● **What the task asks**:
Please copy out the listing below in full and exactly.

● **Data extract**:
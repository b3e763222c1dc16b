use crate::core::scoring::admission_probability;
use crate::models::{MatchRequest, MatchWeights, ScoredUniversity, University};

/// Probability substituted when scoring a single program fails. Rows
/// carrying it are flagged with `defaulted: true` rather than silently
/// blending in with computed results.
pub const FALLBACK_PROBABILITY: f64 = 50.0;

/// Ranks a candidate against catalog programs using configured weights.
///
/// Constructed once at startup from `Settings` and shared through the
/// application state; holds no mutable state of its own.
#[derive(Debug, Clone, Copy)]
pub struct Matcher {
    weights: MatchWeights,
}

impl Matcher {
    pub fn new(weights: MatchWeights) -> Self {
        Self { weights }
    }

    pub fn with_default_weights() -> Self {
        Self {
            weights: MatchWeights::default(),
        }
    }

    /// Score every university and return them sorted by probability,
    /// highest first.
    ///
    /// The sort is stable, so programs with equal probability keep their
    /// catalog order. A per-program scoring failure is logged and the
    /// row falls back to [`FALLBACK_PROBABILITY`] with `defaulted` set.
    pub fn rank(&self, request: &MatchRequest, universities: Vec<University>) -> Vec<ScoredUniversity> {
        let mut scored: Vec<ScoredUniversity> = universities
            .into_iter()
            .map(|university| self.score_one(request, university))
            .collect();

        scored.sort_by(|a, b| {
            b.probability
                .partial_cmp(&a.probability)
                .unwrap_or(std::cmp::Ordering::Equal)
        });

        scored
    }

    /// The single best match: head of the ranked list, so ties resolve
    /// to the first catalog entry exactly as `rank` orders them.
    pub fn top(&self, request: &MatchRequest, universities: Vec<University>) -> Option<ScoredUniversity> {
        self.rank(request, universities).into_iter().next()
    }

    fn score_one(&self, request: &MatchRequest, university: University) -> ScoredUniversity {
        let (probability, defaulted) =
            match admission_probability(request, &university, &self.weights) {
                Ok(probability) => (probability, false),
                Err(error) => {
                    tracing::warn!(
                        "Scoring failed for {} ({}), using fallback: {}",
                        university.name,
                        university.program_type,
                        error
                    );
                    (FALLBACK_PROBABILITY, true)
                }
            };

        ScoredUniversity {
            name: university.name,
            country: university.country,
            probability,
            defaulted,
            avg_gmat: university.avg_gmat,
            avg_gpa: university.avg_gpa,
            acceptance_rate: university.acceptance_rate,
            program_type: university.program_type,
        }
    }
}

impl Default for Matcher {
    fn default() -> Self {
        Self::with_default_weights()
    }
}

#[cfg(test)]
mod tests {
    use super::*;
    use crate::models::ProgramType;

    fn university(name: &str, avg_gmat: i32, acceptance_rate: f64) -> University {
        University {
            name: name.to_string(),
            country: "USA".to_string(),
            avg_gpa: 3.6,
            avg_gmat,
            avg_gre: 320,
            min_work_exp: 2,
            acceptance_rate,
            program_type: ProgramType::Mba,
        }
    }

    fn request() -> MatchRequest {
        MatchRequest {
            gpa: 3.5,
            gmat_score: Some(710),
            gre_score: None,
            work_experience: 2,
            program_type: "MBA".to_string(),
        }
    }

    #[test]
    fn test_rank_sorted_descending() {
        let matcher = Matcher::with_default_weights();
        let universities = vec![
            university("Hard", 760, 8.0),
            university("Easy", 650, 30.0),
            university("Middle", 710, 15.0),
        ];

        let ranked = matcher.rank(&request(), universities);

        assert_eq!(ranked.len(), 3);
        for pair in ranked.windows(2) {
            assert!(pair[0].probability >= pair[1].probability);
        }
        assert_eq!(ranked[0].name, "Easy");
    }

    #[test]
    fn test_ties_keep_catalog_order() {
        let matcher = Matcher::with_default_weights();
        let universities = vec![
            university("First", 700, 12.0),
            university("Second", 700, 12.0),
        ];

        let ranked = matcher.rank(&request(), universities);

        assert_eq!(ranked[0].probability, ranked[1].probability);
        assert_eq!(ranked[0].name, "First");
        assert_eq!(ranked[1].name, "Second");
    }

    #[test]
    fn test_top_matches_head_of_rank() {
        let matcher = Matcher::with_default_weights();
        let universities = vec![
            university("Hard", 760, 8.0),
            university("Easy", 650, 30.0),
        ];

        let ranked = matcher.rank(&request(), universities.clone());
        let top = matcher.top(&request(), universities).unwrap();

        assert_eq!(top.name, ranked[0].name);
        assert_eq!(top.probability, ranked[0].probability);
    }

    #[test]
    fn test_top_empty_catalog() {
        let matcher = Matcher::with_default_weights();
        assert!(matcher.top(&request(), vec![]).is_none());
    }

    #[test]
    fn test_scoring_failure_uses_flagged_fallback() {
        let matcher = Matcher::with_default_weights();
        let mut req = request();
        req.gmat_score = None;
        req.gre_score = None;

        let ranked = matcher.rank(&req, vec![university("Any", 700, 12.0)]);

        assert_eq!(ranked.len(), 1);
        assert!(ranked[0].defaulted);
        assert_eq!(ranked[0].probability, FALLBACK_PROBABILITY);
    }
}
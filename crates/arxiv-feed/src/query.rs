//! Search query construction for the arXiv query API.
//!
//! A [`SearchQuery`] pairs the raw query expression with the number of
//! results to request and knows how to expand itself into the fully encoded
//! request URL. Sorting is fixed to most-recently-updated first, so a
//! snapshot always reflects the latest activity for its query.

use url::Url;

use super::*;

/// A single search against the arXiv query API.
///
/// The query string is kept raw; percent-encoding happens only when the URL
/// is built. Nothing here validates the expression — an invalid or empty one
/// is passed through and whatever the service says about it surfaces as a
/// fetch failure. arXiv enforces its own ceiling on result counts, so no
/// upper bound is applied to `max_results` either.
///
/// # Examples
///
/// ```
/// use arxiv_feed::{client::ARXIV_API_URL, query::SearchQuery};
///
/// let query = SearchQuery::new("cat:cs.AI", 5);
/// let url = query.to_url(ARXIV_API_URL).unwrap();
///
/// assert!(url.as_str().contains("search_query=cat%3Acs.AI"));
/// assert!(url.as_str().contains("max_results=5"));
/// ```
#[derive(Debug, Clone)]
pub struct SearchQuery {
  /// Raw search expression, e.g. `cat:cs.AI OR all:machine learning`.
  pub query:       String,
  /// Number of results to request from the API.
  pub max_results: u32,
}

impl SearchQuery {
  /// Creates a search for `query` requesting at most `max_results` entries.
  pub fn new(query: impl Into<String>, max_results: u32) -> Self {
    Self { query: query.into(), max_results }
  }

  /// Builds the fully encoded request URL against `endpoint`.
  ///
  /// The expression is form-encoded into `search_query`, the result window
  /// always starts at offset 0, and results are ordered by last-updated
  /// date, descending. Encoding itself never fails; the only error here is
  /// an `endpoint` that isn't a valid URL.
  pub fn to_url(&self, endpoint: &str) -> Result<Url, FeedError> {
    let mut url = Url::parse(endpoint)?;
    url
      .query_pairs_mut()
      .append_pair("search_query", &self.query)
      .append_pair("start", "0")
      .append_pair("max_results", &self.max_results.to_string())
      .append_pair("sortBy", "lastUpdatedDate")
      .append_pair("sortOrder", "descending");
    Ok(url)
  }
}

● **Response**:
repository b3e763222c1dc16b
use crate::core::scoring::admission_probability;
use crate::models::{MatchRequest, MatchWeights, ScoredUniversity, University};

/// Probability substituted when scoring a single program fails. Rows
/// carrying it are flagged with `defaulted: true` rather than silently
/// blending in with computed results.
pub const FALLBACK_PROBABILITY: f64 = 50.0;

/// Ranks a candidate against catalog programs using configured weights.
///
/// Constructed once at startup from `Settings` and shared through the
/// application state; holds no mutable state of its own.
#[derive(Debug, Clone, Copy)]
pub struct Matcher {
    weights: MatchWeights,
}

impl Matcher {
    pub fn new(weights: MatchWeights) -> Self {
        Self { weights }
    }

    pub fn with_default_weights() -> Self {
        Self {
            weights: MatchWeights::default(),
        }
    }

    /// Score every university and return them sorted by probability,
    /// highest first.
    ///
    /// The sort is stable, so programs with equal probability keep their
    /// catalog order. A per-program scoring failure is logged and the
    /// row falls back to [`FALLBACK_PROBABILITY`] with `defaulted` set.
    pub fn rank(&self, request: &MatchRequest, universities: Vec<University>) -> Vec<ScoredUniversity> {
        let mut scored: Vec<ScoredUniversity> = universities
            .into_iter()
            .map(|university| self.score_one(request, university))
            .collect();

        scored.sort_by(|a, b| {
            b.probability
                .partial_cmp(&a.probability)
                .unwrap_or(std::cmp::Ordering::Equal)
        });

        scored
    }

    /// The single best match: head of the ranked list, so ties resolve
    /// to the first catalog entry exactly as `rank` orders them.
    pub fn top(&self, request: &MatchRequest, universities: Vec<University>) -> Option<ScoredUniversity> {
        self.rank(request, universities).into_iter().next()
    }

    fn score_one(&self, request: &MatchRequest, university: University) -> ScoredUniversity {
        let (probability, defaulted) =
            match admission_probability(request, &university, &self.weights) {
                Ok(probability) => (probability, false),
                Err(error) => {
                    tracing::warn!(
                        "Scoring failed for {} ({}), using fallback: {}",
                        university.name,
                        university.program_type,
                        error
                    );
                    (FALLBACK_PROBABILITY, true)
                }
            };

        ScoredUniversity {
            name: university.name,
            country: university.country,
            probability,
            defaulted,
            avg_gmat: university.avg_gmat,
            avg_gpa: university.avg_gpa,
            acceptance_rate: university.acceptance_rate,
            program_type: university.program_type,
        }
    }
}

impl Default for Matcher {
    fn default() -> Self {
        Self::with_default_weights()
    }
}

#[cfg(test)]
mod tests {
    use super::*;
    use crate::models::ProgramType;

    fn university(name: &str, avg_gmat: i32, acceptance_rate: f64) -> University {
        University {
            name: name.to_string(),
            country: "USA".to_string(),
            avg_gpa: 3.6,
            avg_gmat,
            avg_gre: 320,
            min_work_exp: 2,
            acceptance_rate,
            program_type: ProgramType::Mba,
        }
    }

    fn request() -> MatchRequest {
        MatchRequest {
            gpa: 3.5,
            gmat_score: Some(710),
            gre_score: None,
            work_experience: 2,
            program_type: "MBA".to_string(),
        }
    }

    #[test]
    fn test_rank_sorted_descending() {
        let matcher = Matcher::with_default_weights();
        let universities = vec![
            university("Hard", 760, 8.0),
            university("Easy", 650, 30.0),
            university("Middle", 710, 15.0),
        ];

        let ranked = matcher.rank(&request(), universities);

        assert_eq!(ranked.len(), 3);
        for pair in ranked.windows(2) {
            assert!(pair[0].probability >= pair[1].probability);
        }
        assert_eq!(ranked[0].name, "Easy");
    }

    #[test]
    fn test_ties_keep_catalog_order() {
        let matcher = Matcher::with_default_weights();
        let universities = vec![
            university("First", 700, 12.0),
            university("Second", 700, 12.0),
        ];

        let ranked = matcher.rank(&request(), universities);

        assert_eq!(ranked[0].probability, ranked[1].probability);
        assert_eq!(ranked[0].name, "First");
        assert_eq!(ranked[1].name, "Second");
    }

    #[test]
    fn test_top_matches_head_of_rank() {
        let matcher = Matcher::with_default_weights();
        let universities = vec![
            university("Hard", 760, 8.0),
            university("Easy", 650, 30.0),
        ];

        let ranked = matcher.rank(&request(), universities.clone());
        let top = matcher.top(&request(), universities).unwrap();

        assert_eq!(top.name, ranked[0].name);
        assert_eq!(top.probability, ranked[0].probability);
    }

    #[test]
    fn test_top_empty_catalog() {
        let matcher = Matcher::with_default_weights();
        assert!(matcher.top(&request(), vec![]).is_none());
    }

    #[test]
    fn test_scoring_failure_uses_flagged_fallback() {
        let matcher = Matcher::with_default_weights();
        let mut req = request();
        req.gmat_score = None;
        req.gre_score = None;

        let ranked = matcher.rank(&req, vec![university("Any", 700, 12.0)]);

        assert_eq!(ranked.len(), 1);
        assert!(ranked[0].defaulted);
        assert_eq!(ranked[0].probability, FALLBACK_PROBABILITY);
    }
}
filename crates/arxiv-feed/src/query.rs
//! Search query construction for the arXiv query API.
//!
//! A [`SearchQuery`] pairs the raw query expression with the number of
//! results to request and knows how to expand itself into the fully encoded
//! request URL. Sorting is fixed to most-recently-updated first, so a
//! snapshot always reflects the latest activity for its query.

use url::Url;

use super::*;

/// A single search against the arXiv query API.
///
/// The query string is kept raw; percent-encoding happens only when the URL
/// is built. Nothing here validates the expression — an invalid or empty one
/// is passed through and whatever the service says about it surfaces as a
/// fetch failure. arXiv enforces its own ceiling on result counts, so no
/// upper bound is applied to `max_results` either.
///
/// # Examples
///
/// ```
/// use arxiv_feed::{client::ARXIV_API_URL, query::SearchQuery};
///
/// let query = SearchQuery::new("cat:cs.AI", 5);
/// let url = query.to_url(ARXIV_API_URL).unwrap();
///
/// assert!(url.as_str().contains("search_query=cat%3Acs.AI"));
/// assert!(url.as_str().contains("max_results=5"));
/// ```
#[derive(Debug, Clone)]
pub struct SearchQuery {
  /// Raw search expression, e.g. `cat:cs.AI OR all:machine learning`.
  pub query:       String,
  /// Number of results to request from the API.
  pub max_results: u32,
}

impl SearchQuery {
  /// Creates a search for `query` requesting at most `max_results` entries.
  pub fn new(query: impl Into<String>, max_results: u32) -> Self {
    Self { query: query.into(), max_results }
  }

  /// Builds the fully encoded request URL against `endpoint`.
  ///
  /// The expression is form-encoded into `search_query`, the result window
  /// always starts at offset 0, and results are ordered by last-updated
  /// date, descending. Encoding itself never fails; the only error here is
  /// an `endpoint` that isn't a valid URL.
  pub fn to_url(&self, endpoint: &str) -> Result<Url, FeedError> {
    let mut url = Url::parse(endpoint)?;
    url
      .query_pairs_mut()
      .append_pair("search_query", &self.query)
      .append_pair("start", "0")
      .append_pair("max_results", &self.max_results.to_string())
      .append_pair("sortBy", "lastUpdatedDate")
      .append_pair("sortOrder", "descending");
    Ok(url)
  }
}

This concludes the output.